● Prompt
Check each line of the entries below for the word "positive", and copy the lines that have it.

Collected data
※ ※ ※

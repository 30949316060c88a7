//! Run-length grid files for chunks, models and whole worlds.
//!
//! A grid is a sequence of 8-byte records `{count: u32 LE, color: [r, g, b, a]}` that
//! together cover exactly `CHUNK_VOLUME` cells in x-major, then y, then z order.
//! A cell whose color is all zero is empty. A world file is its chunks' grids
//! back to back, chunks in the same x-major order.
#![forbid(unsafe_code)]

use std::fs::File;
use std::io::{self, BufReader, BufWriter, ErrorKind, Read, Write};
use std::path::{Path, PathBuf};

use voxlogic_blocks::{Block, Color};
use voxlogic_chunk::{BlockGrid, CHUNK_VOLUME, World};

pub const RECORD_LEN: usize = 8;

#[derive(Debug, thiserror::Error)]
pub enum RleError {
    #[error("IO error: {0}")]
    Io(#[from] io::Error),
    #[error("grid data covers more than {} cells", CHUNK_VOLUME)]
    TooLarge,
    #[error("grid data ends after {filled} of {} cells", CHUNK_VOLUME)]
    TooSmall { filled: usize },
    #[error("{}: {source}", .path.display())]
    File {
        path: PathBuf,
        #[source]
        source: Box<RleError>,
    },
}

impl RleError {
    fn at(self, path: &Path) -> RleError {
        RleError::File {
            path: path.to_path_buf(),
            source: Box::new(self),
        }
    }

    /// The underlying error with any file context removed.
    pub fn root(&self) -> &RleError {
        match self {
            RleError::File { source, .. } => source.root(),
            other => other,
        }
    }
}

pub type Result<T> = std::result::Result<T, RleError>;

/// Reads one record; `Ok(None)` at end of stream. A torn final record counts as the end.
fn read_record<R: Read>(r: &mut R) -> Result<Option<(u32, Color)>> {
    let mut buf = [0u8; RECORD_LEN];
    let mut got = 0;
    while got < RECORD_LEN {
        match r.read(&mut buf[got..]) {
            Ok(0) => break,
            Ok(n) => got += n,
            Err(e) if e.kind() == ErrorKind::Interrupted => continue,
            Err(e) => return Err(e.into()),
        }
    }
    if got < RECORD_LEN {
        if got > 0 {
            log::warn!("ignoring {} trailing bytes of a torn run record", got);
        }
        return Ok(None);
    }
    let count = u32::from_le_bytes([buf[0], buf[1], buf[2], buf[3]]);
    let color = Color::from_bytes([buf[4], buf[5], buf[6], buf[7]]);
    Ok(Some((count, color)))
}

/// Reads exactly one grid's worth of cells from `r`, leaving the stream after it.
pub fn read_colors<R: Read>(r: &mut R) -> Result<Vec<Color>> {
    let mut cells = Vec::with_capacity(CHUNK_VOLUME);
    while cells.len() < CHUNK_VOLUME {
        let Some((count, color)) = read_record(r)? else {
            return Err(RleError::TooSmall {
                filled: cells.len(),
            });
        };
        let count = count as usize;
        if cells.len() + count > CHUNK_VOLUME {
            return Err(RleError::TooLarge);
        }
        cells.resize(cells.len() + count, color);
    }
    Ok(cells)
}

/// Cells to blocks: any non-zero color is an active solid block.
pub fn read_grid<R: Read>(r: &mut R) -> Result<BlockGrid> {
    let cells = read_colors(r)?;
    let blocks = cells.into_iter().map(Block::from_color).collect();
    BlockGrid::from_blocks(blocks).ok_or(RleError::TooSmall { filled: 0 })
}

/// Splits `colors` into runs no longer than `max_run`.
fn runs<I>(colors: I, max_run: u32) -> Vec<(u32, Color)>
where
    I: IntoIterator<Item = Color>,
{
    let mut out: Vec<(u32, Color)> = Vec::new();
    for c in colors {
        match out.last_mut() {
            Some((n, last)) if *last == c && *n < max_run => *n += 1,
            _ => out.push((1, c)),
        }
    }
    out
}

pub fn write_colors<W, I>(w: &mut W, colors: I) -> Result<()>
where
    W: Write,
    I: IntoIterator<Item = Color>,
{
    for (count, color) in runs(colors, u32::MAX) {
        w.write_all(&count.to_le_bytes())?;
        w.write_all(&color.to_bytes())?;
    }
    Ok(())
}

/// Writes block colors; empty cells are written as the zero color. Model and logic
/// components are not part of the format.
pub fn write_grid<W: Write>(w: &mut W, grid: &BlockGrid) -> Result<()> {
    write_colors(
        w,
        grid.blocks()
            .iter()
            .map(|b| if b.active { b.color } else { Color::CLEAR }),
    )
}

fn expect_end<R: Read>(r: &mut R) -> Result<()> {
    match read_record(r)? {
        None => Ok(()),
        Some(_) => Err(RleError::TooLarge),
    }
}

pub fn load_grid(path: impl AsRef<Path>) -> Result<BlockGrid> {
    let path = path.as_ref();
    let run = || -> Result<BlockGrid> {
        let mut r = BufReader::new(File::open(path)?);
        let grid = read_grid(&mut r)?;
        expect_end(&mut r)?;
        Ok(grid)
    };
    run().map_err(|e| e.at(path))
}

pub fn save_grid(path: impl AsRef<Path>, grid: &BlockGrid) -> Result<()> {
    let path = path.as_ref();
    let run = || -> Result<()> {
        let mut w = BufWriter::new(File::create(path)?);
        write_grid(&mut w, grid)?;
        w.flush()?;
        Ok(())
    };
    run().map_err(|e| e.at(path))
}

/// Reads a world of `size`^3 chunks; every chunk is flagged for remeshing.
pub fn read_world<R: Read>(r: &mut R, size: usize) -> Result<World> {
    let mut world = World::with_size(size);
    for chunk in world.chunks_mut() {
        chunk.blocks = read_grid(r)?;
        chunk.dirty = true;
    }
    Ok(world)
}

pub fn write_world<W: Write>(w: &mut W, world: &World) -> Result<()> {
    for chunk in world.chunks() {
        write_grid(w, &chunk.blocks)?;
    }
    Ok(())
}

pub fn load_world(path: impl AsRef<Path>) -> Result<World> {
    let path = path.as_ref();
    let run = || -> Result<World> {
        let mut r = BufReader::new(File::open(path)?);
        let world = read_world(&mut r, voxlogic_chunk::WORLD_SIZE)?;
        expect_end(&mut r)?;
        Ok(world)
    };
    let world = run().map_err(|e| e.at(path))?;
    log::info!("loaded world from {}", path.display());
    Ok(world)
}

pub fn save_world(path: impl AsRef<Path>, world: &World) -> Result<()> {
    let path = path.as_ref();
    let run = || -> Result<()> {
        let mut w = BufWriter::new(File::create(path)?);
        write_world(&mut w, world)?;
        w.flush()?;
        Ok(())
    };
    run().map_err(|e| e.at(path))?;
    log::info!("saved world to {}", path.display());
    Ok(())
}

※ ※ ※

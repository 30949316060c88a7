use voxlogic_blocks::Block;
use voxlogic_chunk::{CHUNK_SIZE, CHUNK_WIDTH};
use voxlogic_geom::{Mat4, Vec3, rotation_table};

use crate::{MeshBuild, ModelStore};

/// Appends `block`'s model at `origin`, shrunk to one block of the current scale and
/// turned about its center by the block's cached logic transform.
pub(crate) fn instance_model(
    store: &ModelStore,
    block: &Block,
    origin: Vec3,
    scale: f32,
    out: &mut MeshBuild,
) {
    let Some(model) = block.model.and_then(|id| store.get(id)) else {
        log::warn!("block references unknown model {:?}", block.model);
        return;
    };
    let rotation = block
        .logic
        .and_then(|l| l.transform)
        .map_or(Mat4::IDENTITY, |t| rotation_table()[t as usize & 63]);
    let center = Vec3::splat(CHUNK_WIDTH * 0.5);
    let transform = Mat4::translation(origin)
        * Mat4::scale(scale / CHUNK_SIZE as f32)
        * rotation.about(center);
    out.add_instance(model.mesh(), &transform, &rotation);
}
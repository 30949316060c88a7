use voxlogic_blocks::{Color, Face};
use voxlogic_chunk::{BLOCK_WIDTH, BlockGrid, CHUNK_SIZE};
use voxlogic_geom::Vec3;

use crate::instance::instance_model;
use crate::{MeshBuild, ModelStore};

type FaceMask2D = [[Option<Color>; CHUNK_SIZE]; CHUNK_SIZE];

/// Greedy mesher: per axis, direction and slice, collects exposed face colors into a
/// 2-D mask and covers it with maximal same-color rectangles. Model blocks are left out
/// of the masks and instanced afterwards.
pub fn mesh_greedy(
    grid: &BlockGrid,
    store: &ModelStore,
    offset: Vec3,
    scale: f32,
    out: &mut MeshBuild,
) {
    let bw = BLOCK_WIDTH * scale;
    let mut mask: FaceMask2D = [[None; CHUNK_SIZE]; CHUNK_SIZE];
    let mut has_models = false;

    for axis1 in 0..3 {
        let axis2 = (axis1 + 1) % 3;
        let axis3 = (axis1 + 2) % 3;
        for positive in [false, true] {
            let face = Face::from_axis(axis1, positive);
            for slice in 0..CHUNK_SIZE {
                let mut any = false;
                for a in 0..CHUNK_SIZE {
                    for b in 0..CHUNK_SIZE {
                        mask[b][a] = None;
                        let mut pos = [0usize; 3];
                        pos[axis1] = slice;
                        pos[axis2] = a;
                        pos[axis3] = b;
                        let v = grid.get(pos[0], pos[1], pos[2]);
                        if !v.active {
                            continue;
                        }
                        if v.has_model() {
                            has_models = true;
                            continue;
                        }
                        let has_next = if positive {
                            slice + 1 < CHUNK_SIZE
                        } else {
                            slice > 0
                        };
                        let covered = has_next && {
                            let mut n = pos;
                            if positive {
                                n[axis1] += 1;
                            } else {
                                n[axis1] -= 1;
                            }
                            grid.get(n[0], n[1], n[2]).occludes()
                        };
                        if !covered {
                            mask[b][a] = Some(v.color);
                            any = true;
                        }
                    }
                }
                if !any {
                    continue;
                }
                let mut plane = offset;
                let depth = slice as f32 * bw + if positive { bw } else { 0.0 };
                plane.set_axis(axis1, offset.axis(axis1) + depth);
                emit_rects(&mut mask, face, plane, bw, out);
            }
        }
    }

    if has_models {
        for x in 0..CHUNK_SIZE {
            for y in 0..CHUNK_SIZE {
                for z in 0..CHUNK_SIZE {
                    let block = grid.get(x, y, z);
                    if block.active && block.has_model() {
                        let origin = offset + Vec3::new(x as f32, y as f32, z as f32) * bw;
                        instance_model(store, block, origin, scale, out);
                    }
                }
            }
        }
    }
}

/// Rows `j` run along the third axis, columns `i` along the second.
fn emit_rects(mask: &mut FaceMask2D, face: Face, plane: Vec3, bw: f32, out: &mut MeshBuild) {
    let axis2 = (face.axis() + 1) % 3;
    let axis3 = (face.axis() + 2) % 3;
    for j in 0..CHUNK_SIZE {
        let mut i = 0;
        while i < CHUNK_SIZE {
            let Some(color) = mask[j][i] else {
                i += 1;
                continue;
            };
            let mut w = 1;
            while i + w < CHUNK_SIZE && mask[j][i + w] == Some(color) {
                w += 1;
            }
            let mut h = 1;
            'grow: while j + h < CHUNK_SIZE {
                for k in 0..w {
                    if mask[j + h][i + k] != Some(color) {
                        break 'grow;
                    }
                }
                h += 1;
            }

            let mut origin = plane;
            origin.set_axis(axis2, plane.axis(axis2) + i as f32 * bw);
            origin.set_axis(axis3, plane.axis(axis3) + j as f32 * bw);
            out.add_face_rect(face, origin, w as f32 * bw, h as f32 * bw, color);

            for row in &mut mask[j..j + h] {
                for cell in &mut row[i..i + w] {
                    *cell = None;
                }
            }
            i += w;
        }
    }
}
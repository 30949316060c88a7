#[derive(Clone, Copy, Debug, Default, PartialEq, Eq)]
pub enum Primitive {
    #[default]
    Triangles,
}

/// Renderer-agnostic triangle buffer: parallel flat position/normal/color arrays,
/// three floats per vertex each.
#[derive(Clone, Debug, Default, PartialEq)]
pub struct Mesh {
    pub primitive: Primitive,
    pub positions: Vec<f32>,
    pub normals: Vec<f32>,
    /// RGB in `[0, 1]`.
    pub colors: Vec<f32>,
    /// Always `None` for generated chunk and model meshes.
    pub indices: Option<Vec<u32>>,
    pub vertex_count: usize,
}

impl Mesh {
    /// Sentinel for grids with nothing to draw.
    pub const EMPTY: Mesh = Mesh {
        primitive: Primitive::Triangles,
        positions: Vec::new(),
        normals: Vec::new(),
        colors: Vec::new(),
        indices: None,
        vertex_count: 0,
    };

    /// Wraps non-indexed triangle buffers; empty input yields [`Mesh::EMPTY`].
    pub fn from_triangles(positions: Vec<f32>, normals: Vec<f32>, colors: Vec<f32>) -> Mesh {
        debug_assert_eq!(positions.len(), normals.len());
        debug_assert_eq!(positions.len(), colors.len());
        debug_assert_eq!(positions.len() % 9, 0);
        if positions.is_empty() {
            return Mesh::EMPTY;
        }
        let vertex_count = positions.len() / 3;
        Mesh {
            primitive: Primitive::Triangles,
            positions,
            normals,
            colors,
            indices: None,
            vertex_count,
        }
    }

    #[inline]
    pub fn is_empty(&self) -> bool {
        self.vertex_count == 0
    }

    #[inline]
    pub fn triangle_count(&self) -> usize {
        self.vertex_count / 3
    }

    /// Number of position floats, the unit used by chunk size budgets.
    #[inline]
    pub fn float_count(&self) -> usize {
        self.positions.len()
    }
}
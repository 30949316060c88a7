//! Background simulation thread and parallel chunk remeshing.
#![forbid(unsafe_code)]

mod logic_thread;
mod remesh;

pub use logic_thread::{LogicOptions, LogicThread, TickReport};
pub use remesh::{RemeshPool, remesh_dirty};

※ ※ ※

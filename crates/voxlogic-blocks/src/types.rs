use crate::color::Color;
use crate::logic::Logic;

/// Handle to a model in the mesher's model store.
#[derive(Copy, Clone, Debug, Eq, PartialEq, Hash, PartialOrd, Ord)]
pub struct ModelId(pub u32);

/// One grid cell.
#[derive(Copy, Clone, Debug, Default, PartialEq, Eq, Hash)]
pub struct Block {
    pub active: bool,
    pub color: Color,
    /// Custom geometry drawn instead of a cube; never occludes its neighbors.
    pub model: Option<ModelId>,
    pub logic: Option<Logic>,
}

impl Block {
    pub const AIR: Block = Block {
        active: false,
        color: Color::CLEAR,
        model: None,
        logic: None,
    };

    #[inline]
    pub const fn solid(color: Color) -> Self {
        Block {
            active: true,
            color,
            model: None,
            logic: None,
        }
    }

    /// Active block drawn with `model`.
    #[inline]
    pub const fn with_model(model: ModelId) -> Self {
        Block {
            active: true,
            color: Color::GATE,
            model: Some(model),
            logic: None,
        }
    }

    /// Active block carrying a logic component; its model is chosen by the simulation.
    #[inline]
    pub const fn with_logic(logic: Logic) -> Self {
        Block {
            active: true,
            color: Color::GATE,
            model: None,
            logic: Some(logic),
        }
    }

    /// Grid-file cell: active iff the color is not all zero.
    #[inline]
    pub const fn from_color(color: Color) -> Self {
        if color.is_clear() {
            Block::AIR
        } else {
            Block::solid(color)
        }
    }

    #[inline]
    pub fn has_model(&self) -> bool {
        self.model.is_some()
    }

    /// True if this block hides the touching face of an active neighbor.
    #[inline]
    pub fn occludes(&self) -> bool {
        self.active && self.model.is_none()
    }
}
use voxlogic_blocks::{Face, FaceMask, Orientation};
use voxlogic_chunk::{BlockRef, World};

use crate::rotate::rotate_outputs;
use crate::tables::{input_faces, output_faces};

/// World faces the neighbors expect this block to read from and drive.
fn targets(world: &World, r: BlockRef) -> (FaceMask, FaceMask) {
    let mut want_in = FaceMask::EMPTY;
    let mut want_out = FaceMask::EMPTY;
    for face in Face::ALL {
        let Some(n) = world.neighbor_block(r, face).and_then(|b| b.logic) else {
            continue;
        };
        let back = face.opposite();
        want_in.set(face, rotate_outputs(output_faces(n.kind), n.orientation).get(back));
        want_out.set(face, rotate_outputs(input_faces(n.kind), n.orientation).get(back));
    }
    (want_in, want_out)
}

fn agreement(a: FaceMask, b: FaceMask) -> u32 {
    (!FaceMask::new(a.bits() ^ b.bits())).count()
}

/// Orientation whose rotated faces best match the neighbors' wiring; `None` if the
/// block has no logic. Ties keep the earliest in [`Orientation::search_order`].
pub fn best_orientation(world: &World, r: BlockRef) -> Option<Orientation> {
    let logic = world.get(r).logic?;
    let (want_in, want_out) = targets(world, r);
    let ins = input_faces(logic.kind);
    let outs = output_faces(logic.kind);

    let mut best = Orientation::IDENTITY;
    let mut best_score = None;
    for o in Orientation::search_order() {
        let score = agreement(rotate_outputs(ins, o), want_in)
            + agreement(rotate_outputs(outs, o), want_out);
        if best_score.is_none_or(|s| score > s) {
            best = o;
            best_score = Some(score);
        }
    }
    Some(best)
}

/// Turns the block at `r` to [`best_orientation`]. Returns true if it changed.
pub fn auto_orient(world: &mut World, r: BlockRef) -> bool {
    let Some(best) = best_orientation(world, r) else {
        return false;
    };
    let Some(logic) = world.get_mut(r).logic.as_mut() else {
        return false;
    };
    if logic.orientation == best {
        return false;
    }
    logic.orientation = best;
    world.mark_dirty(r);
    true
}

※ ※ ※

● Solution below
        for positive in [false, true] {
            let face = Face::from_axis(axis1, positive);
                        let has_next = if positive {
                            if positive {
                let depth = slice as f32 * bw + if positive { bw } else { 0.0 };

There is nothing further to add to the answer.